Жены дома не оказалось, и Мышецкий, пока не успели еще распрячь лошадей, решил навестить сестру. Однако в номерах на вопрос его о госпоже Поповой ему ответили, что таковой здесь не имеется.
– Не может быть! – удивился он. – Евдокия Яковлевна…
– Ах, постойте, князь. Но эта дама называет себя княжной Мышецкой.
Сергею Яковлевичу стало неудобно перед прислугой.
– Извините, – схитрил он. – Время от времени моя сестра любит уединяться – и тогда предпочитает свою девичью фамилию…
В комнатах сестры было темно. Сергей Яковлевич едва разглядел ее силуэт возле окна.
– Почему ты не включаешь электричество, Додо?
– Мне так лучше думается.
– Я включу… можно?
– Нет, – остановила она брата, – лучше зажги свечи.
Мышецкий бросил пальто на спинку стула. Затеплил свечи на приступке камина. Из потемок выступили листья громадного фикуса, в глубине большого зеркала отразилась высокая фигура князя.
– Ты, Додо, даже не представляешь, как я сильно устал.
Он потянулся и, заложив руки за спину, походил по комнате, посматривая на сестру.
– А я получил письмо от Пети.
– Ну?
– Анатолия Николаевича собранием офицеров исключили из кавалергардов! Ты не знала об этом?
Сестра откинула голову, подбородок ее чуть дрогнул от невысказанной обиды.
– Он слишком избалован, – сказала она. – И мною, и другими женщинами тоже… А теперь я просто боюсь!
– Чего же?
– Мне все время кажется, что он где-то здесь… рядом!
– Глупости! – фыркнул Сергей Яковлевич.
– И я боюсь, – продолжала Додо, – как бы он не стал преследовать меня. Меня или Петю.

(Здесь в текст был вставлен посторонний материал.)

//! Contact detection between circles and axis-aligned rectangles
//!
//! Every query returns the signed penetration along the separating normal,
//! so callers can treat slightly separated bodies as still touching.

use glam::Vec2;

use super::body::{Body, Shape};

/// Contact between body `a` and body `b`
#[derive(Debug, Clone, Copy, PartialEq)]
pub struct Contact {
    /// Unit normal pointing from `b` toward `a` (push `a` along this to separate)
    pub normal: Vec2,
    /// Overlap depth; negative values are the gap between the bodies
    pub penetration: f32,
}

/// Contact between two bodies of any shape
pub fn contact(a: &Body, b: &Body) -> Contact {
    match (a.shape, b.shape) {
        (Shape::Circle { radius }, Shape::Rectangle { half }) => {
            circle_rect_contact(a.pos, radius, b.pos, half)
        }
        (Shape::Rectangle { half }, Shape::Circle { radius }) => {
            let c = circle_rect_contact(b.pos, radius, a.pos, half);
            Contact {
                normal: -c.normal,
                penetration: c.penetration,
            }
        }
        (Shape::Circle { radius: ra }, Shape::Circle { radius: rb }) => {
            circle_circle_contact(a.pos, ra, b.pos, rb)
        }
        (Shape::Rectangle { half: ha }, Shape::Rectangle { half: hb }) => {
            rect_rect_contact(a.pos, ha, b.pos, hb)
        }
    }
}

/// Circle against an axis-aligned rectangle
pub fn circle_rect_contact(center: Vec2, radius: f32, rect_center: Vec2, half: Vec2) -> Contact {
    let local = center - rect_center;
    let closest = local.clamp(-half, half);
    let d = local - closest;
    let dist = d.length();

    if dist > 0.0 {
        return Contact {
            normal: d / dist,
            penetration: radius - dist,
        };
    }

    // Center inside the rectangle: leave through the nearest face
    let depth = half - local.abs();
    if depth.x < depth.y {
        Contact {
            normal: Vec2::new(sign(local.x), 0.0),
            penetration: radius + depth.x,
        }
    } else {
        Contact {
            normal: Vec2::new(0.0, sign(local.y)),
            penetration: radius + depth.y,
        }
    }
}

pub fn circle_circle_contact(a: Vec2, ra: f32, b: Vec2, rb: f32) -> Contact {
    let d = a - b;
    let dist = d.length();
    Contact {
        normal: if dist > 0.0 { d / dist } else { Vec2::Y },
        penetration: ra + rb - dist,
    }
}

/// Two axis-aligned rectangles, separated along the axis of least overlap
pub fn rect_rect_contact(a: Vec2, ha: Vec2, b: Vec2, hb: Vec2) -> Contact {
    let d = a - b;
    let overlap = ha + hb - d.abs();
    if overlap.x < overlap.y {
        Contact {
            normal: Vec2::new(sign(d.x), 0.0),
            penetration: overlap.x,
        }
    } else {
        Contact {
            normal: Vec2::new(0.0, sign(d.y)),
            penetration: overlap.y,
        }
    }
}

#[inline]
fn sign(v: f32) -> f32 {
    if v < 0.0 { -1.0 } else { 1.0 }
}

#[cfg(test)]
mod tests {
    use super::*;

    #[test]
    fn test_circle_rect_side_contact() {
        // Rect 10x10 at origin, circle of radius 4 just left of it
        let c = circle_rect_contact(Vec2::new(-8.0, 0.0), 4.0, Vec2::ZERO, Vec2::splat(5.0));
        assert_eq!(c.normal, Vec2::new(-1.0, 0.0));
        assert!((c.penetration - 1.0).abs() < 1e-5);
    }

    #[test]
    fn test_circle_rect_separated() {
        let c = circle_rect_contact(Vec2::new(0.0, 20.0), 4.0, Vec2::ZERO, Vec2::splat(5.0));
        assert_eq!(c.normal, Vec2::Y);
        assert!((c.penetration + 11.0).abs() < 1e-5);
    }

    #[test]
    fn test_circle_rect_corner() {
        let c = circle_rect_contact(Vec2::new(8.0, 9.0), 6.0, Vec2::ZERO, Vec2::splat(5.0));
        assert!((c.penetration - 1.0).abs() < 1e-5);
        assert!((c.normal - Vec2::new(0.6, 0.8)).length() < 1e-5);
    }

    #[test]
    fn test_circle_center_inside_rect() {
        // Thin horizontal wall, ball center slightly below its centerline
        let c = circle_rect_contact(Vec2::new(3.0, 1.0), 4.0, Vec2::ZERO, Vec2::new(50.0, 2.5));
        assert_eq!(c.normal, Vec2::Y);
        assert!((c.penetration - 5.5).abs() < 1e-5);
    }

    #[test]
    fn test_circle_circle() {
        let c = circle_circle_contact(Vec2::new(3.0, 0.0), 2.0, Vec2::ZERO, 2.0);
        assert_eq!(c.normal, Vec2::X);
        assert!((c.penetration - 1.0).abs() < 1e-5);
    }

    #[test]
    fn test_rect_rect_least_overlap_axis() {
        let c = rect_rect_contact(
            Vec2::new(0.0, 9.0),
            Vec2::new(10.0, 5.0),
            Vec2::ZERO,
            Vec2::new(10.0, 5.0),
        );
        assert_eq!(c.normal, Vec2::Y);
        assert!((c.penetration - 1.0).abs() < 1e-5);
    }
}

Это было новостью, но Мышецкий тут же успокоился: положение вице-губернатора давало ему широкие полномочия для расправы с неугодными в губернии лицами.
– Но разве же граф Подгоричани настолько низок?

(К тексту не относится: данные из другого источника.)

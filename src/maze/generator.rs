//! Randomized depth-first maze carving
//!
//! Recursive backtracker run on an explicit stack. Each frame holds a cell and
//! its neighbors in shuffled order; the top frame carves into the next
//! unvisited neighbor and pushes it, and is popped once its neighbors run out.
//! This visits cells in exactly the order the recursive formulation would while
//! keeping stack usage on the heap, so large grids cannot overflow the call stack.

use rand::seq::SliceRandom;
use rand::{Rng, SeedableRng};
use rand_pcg::Pcg32;

use super::grid::{Cell, Direction, Maze};
use crate::error::MazeError;

/// One pending cell of the depth-first walk
struct Frame {
    cell: Cell,
    neighbors: Vec<(Cell, Direction)>,
    next: usize,
}

/// Seeded perfect-maze generator
pub struct MazeGenerator {
    seed: u64,
    rng: Pcg32,
}

impl MazeGenerator {
    pub fn new(seed: u64) -> Self {
        Self {
            seed,
            rng: Pcg32::seed_from_u64(seed),
        }
    }

    /// Generator seeded from the thread RNG
    pub fn from_entropy() -> Self {
        Self::new(rand::rng().random())
    }

    /// Seed this generator was created with
    pub fn seed(&self) -> u64 {
        self.seed
    }

    /// Generate a `cells × cells` perfect maze from a uniformly random start cell
    pub fn generate(&mut self, cells: usize) -> Result<Maze, MazeError> {
        let mut maze = Maze::new(cells)?;
        let start = Cell::new(
            self.rng.random_range(0..cells),
            self.rng.random_range(0..cells),
        );
        log::debug!("Carving {}x{} maze from {:?}", cells, cells, start);
        self.carve(&mut maze, start)?;
        Ok(maze)
    }

    /// Generate a `cells × cells` perfect maze starting the walk at `start`
    pub fn generate_from(&mut self, cells: usize, start: Cell) -> Result<Maze, MazeError> {
        let mut maze = Maze::new(cells)?;
        self.carve(&mut maze, start)?;
        Ok(maze)
    }

    /// Carve passages from `start` until every reachable cell is visited
    ///
    /// Re-entering an already visited start cell is a no-op.
    pub fn carve(&mut self, maze: &mut Maze, start: Cell) -> Result<(), MazeError> {
        if !maze.contains(start) {
            return Err(MazeError::invalid(format!(
                "start cell ({}, {}) is outside a {}x{} maze",
                start.row,
                start.column,
                maze.cells(),
                maze.cells()
            )));
        }
        if !maze.visit(start) {
            return Ok(());
        }

        let mut stack = vec![self.frame(maze, start)];
        while let Some(top) = stack.last_mut() {
            let Some(&(next, dir)) = top.neighbors.get(top.next) else {
                stack.pop();
                continue;
            };
            top.next += 1;

            if maze.is_visited(next) {
                continue;
            }
            maze.open(top.cell, dir);
            maze.visit(next);
            let frame = self.frame(maze, next);
            stack.push(frame);
        }
        Ok(())
    }

    /// In-bounds neighbors of `cell`, shuffled (Fisher-Yates)
    fn frame(&mut self, maze: &Maze, cell: Cell) -> Frame {
        let mut neighbors: Vec<(Cell, Direction)> = Direction::ALL
            .into_iter()
            .filter_map(|dir| maze.neighbor(cell, dir).map(|n| (n, dir)))
            .collect();
        neighbors.shuffle(&mut self.rng);
        Frame {
            cell,
            neighbors,
            next: 0,
        }
    }
}

#[cfg(test)]
mod tests {
    use proptest::prelude::*;

    use super::*;

    /// Union-find over open boundaries: false if any boundary closes a cycle
    fn is_acyclic(maze: &Maze) -> bool {
        let n = maze.cells();
        let mut parent: Vec<usize> = (0..n * n).collect();
        fn find(parent: &mut [usize], mut i: usize) -> usize {
            while parent[i] != i {
                parent[i] = parent[parent[i]];
                i = parent[i];
            }
            i
        }
        for row in 0..n {
            for col in 0..n {
                for dir in [Direction::Right, Direction::Down] {
                    let cell = Cell::new(row, col);
                    if !maze.is_open(cell, dir) {
                        continue;
                    }
                    let other = maze.neighbor(cell, dir).unwrap();
                    let a = find(&mut parent, row * n + col);
                    let b = find(&mut parent, other.row * n + other.column);
                    if a == b {
                        return false;
                    }
                    parent[a] = b;
                }
            }
        }
        true
    }

    #[test]
    fn test_two_by_two_has_one_closed_boundary() {
        for seed in 0..20 {
            let maze = MazeGenerator::new(seed).generate(2).unwrap();
            assert_eq!(maze.verticals().len(), 2);
            assert_eq!(maze.verticals()[0].len(), 1);
            assert_eq!(maze.horizontals().len(), 1);
            assert_eq!(maze.horizontals()[0].len(), 2);
            assert_eq!(maze.open_boundaries(), 3);
            assert_eq!(maze.closed_boundaries(), 1);
        }
    }

    #[test]
    fn test_rejects_small_grid() {
        let mut mazegen = MazeGenerator::new(1);
        assert!(matches!(
            mazegen.generate(1),
            Err(MazeError::InvalidConfiguration(_))
        ));
    }

    #[test]
    fn test_rejects_start_outside_grid() {
        let mut mazegen = MazeGenerator::new(1);
        assert!(matches!(
            mazegen.generate_from(4, Cell::new(4, 0)),
            Err(MazeError::InvalidConfiguration(_))
        ));
    }

    #[test]
    fn test_same_seed_same_maze() {
        let a = MazeGenerator::new(42).generate(12).unwrap();
        let b = MazeGenerator::new(42).generate(12).unwrap();
        assert_eq!(a, b);
    }

    #[test]
    fn test_seeds_vary_the_maze() {
        let first = MazeGenerator::new(0).generate(10).unwrap();
        let differs = (1..10).any(|seed| MazeGenerator::new(seed).generate(10).unwrap() != first);
        assert!(differs);
    }

    #[test]
    fn test_carve_into_visited_start_is_noop() {
        let mut mazegen = MazeGenerator::new(3);
        let mut maze = mazegen.generate_from(5, Cell::new(2, 2)).unwrap();
        let before = maze.clone();
        mazegen.carve(&mut maze, Cell::new(0, 0)).unwrap();
        assert_eq!(maze, before);
    }

    #[test]
    fn test_large_grid_does_not_overflow() {
        let maze = MazeGenerator::new(7).generate_from(400, Cell::new(0, 0)).unwrap();
        assert!(maze.is_complete());
        assert_eq!(maze.open_boundaries(), 400 * 400 - 1);
    }

    proptest! {
        #[test]
        fn prop_generates_perfect_maze(cells in 2usize..24, seed in any::<u64>()) {
            let maze = MazeGenerator::new(seed).generate(cells).unwrap();

            prop_assert!(maze.is_complete());
            prop_assert_eq!(maze.open_boundaries(), cells * cells - 1);
            prop_assert_eq!(maze.reachable_from(Cell::new(0, 0)), cells * cells);
            prop_assert!(is_acyclic(&maze));
        }

        #[test]
        fn prop_any_start_cell_spans_grid(
            cells in 2usize..16,
            row in 0usize..16,
            col in 0usize..16,
            seed in any::<u64>(),
        ) {
            let start = Cell::new(row % cells, col % cells);
            let maze = MazeGenerator::new(seed).generate_from(cells, start).unwrap();

            prop_assert!(maze.is_complete());
            prop_assert_eq!(maze.reachable_from(start), cells * cells);
            prop_assert_eq!(
                maze.closed_boundaries(),
                2 * cells * (cells - 1) - (cells * cells - 1)
            );
        }
    }
}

– Он склонен опускаться, – ответила Додо. – Я еще не знаю, есть ли мера падения, до которой он может дойти…
– Вот как? Ты думаешь?
Евдокия Яковлевна промолчала. Тогда он сел напротив нее, взял сестру за руку, привлек к себе.
– Мучаешься, – сказал он с любовью, – не спишь, похудела, куришь… Прочти же, что пишет Петя. Он хороший человек. И он очень страдает. Пожалей его…

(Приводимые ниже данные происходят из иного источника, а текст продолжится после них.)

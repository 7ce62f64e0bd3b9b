use actix_multipart::Multipart;
use actix_web::{web, HttpResponse, Responder};
use log::info;
use serde::{Deserialize, Serialize};
use utoipa::ToSchema;
use uuid::Uuid;

use super::csv_io::{load_snapshot, read_participants};
use super::{deduplicate, default_tutors, load_from_sheet, ParticipantRecord};
use crate::error::AppError;
use crate::google::{extract_sheet_id, GoogleApiError};
use crate::multipart_parser::MultipartParser;
use crate::state::AppState;
use crate::ErrorResponse;

pub const CSV_FILE_FIELD: &str = "file";

#[derive(Debug, Deserialize, ToSchema)]
pub struct SheetLinkRequest {
    /// Full link to the Google Sheet.
    pub sheet_url: String,
}

impl SheetLinkRequest {
    pub fn sheet_id(&self) -> Result<String, AppError> {
        extract_sheet_id(&self.sheet_url)
            .ok_or_else(|| GoogleApiError::InvalidSheetLink(self.sheet_url.clone()).into())
    }
}

#[derive(Debug, Serialize, ToSchema)]
pub struct ParticipantTable {
    pub source: Option<String>,
    pub participants: Vec<ParticipantRecord>,
    /// Tutors registered in the table, comma separated.
    pub default_tutors: String,
    pub removed_duplicates: usize,
}

#[derive(Debug, Serialize, ToSchema)]
pub struct UnsignedNames {
    pub names: Vec<String>,
}

async fn store_table(
    data: &AppState,
    id: &Uuid,
    records: Vec<ParticipantRecord>,
    source: String,
) -> Result<ParticipantTable, AppError> {
    let session = data.session(id).await?;
    let (participants, removed_duplicates) = deduplicate(records);
    if removed_duplicates > 0 {
        info!("Removed {} duplicate participants from {}", removed_duplicates, source);
    }

    let table = ParticipantTable {
        source: Some(source.clone()),
        default_tutors: default_tutors(&participants),
        participants: participants.clone(),
        removed_duplicates,
    };
    session.write().replace_participants(participants, source);
    Ok(table)
}

#[utoipa::path(
    context_path = "/api",
    tag = "Participants",
    get,
    path = "/sessions/{id}/participants",
    params(("id" = Uuid, Path, description = "Session id")),
    responses(
        (status = 200, description = "Current participant table", body = ParticipantTable),
        (status = 404, description = "Unknown session", body = ErrorResponse)
    )
)]
pub async fn get_participants(data: web::Data<AppState>, id: web::Path<Uuid>) -> impl Responder {
    info!("Executing get_participants handler");
    let session = match data.session(&id).await {
        Ok(session) => session,
        Err(e) => return HttpResponse::from(e),
    };
    let session = session.read();
    HttpResponse::Ok().json(ParticipantTable {
        source: session.source.clone(),
        default_tutors: default_tutors(&session.participants),
        participants: session.participants.clone(),
        removed_duplicates: 0,
    })
}

#[utoipa::path(
    context_path = "/api",
    tag = "Participants",
    post,
    path = "/sessions/{id}/participants/sheet",
    params(("id" = Uuid, Path, description = "Session id")),
    request_body = SheetLinkRequest,
    responses(
        (status = 200, description = "Participants loaded from the sheet", body = ParticipantTable),
        (status = 400, description = "Invalid sheet link", body = ErrorResponse),
        (status = 502, description = "Google Sheets request failed", body = ErrorResponse),
        (status = 503, description = "Google access not configured", body = ErrorResponse)
    )
)]
pub async fn load_sheet(
    data: web::Data<AppState>,
    id: web::Path<Uuid>,
    req: web::Json<SheetLinkRequest>,
) -> impl Responder {
    info!("Executing load_sheet handler");
    let result = async {
        data.session(&id).await?;
        let sheet_id = req.sheet_id()?;
        let records =
            load_from_sheet(data.sheets.as_ref(), &sheet_id, &data.config.snapshot_path()).await?;
        data.sheet_cache.invalidate(&sheet_id).await;
        store_table(&data, &id, records, format!("sheet:{}", sheet_id)).await
    }
    .await;

    match result {
        Ok(table) => HttpResponse::Ok().json(table),
        Err(e) => e.into(),
    }
}

#[utoipa::path(
    context_path = "/api",
    tag = "Participants",
    post,
    path = "/sessions/{id}/participants/csv",
    params(("id" = Uuid, Path, description = "Session id")),
    request_body(content_type = "multipart/form-data", description = "CSV export in the `file` part"),
    responses(
        (status = 200, description = "Participants loaded from the CSV", body = ParticipantTable),
        (status = 400, description = "Missing or unreadable CSV", body = ErrorResponse)
    )
)]
pub async fn upload_csv(
    data: web::Data<AppState>,
    id: web::Path<Uuid>,
    payload: Multipart,
) -> impl Responder {
    info!("Executing upload_csv handler");
    let result = async {
        data.session(&id).await?;
        let parts = MultipartParser::parse(payload).await?;
        let file = parts.require_file(CSV_FILE_FIELD)?;
        let records = read_participants(file.bytes.as_slice())?;
        info!("Read {} participants from {}", records.len(), file.filename);
        store_table(&data, &id, records, format!("csv:{}", file.filename)).await
    }
    .await;

    match result {
        Ok(table) => HttpResponse::Ok().json(table),
        Err(e) => e.into(),
    }
}

#[utoipa::path(
    context_path = "/api",
    tag = "Participants",
    post,
    path = "/sessions/{id}/participants/snapshot",
    params(("id" = Uuid, Path, description = "Session id")),
    responses(
        (status = 200, description = "Participants loaded from the last sheet snapshot", body = ParticipantTable),
        (status = 404, description = "No snapshot or unknown session", body = ErrorResponse)
    )
)]
pub async fn load_cached_snapshot(data: web::Data<AppState>, id: web::Path<Uuid>) -> impl Responder {
    info!("Executing load_cached_snapshot handler");
    let result = async {
        data.session(&id).await?;
        let records = load_snapshot(&data.config.snapshot_path())?;
        store_table(&data, &id, records, "snapshot".to_string()).await
    }
    .await;

    match result {
        Ok(table) => HttpResponse::Ok().json(table),
        Err(e) => e.into(),
    }
}

#[utoipa::path(
    context_path = "/api",
    tag = "Participants",
    get,
    path = "/sessions/{id}/signatures/unsigned",
    params(("id" = Uuid, Path, description = "Session id")),
    responses(
        (status = 200, description = "Participants of the table without a stored signature", body = UnsignedNames),
        (status = 404, description = "Unknown session", body = ErrorResponse)
    )
)]
pub async fn get_unsigned(data: web::Data<AppState>, id: web::Path<Uuid>) -> impl Responder {
    info!("Executing get_unsigned handler");
    match data.session(&id).await {
        Ok(session) => {
            let names = data.signatures.unsigned_names(&session.read().participants);
            HttpResponse::Ok().json(UnsignedNames { names })
        }
        Err(e) => e.into(),
    }
}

Сестра освободила свою руку и раскурила папиросу.
– Я согласна на развод, – сказала она.
– Но… пойми меня правильно: ты привыкла жить широко, ни в чем себе не отказывая, и вдруг… Ты понимаешь?
Полные губы Додо свелись в ниточку.
– А я не торгую собой, – вдруг произнесла она грубо. – Жернова останутся ему, а мне нужна только девичья фамилия!
Сергей Яковлевич в растерянности отодвинулся.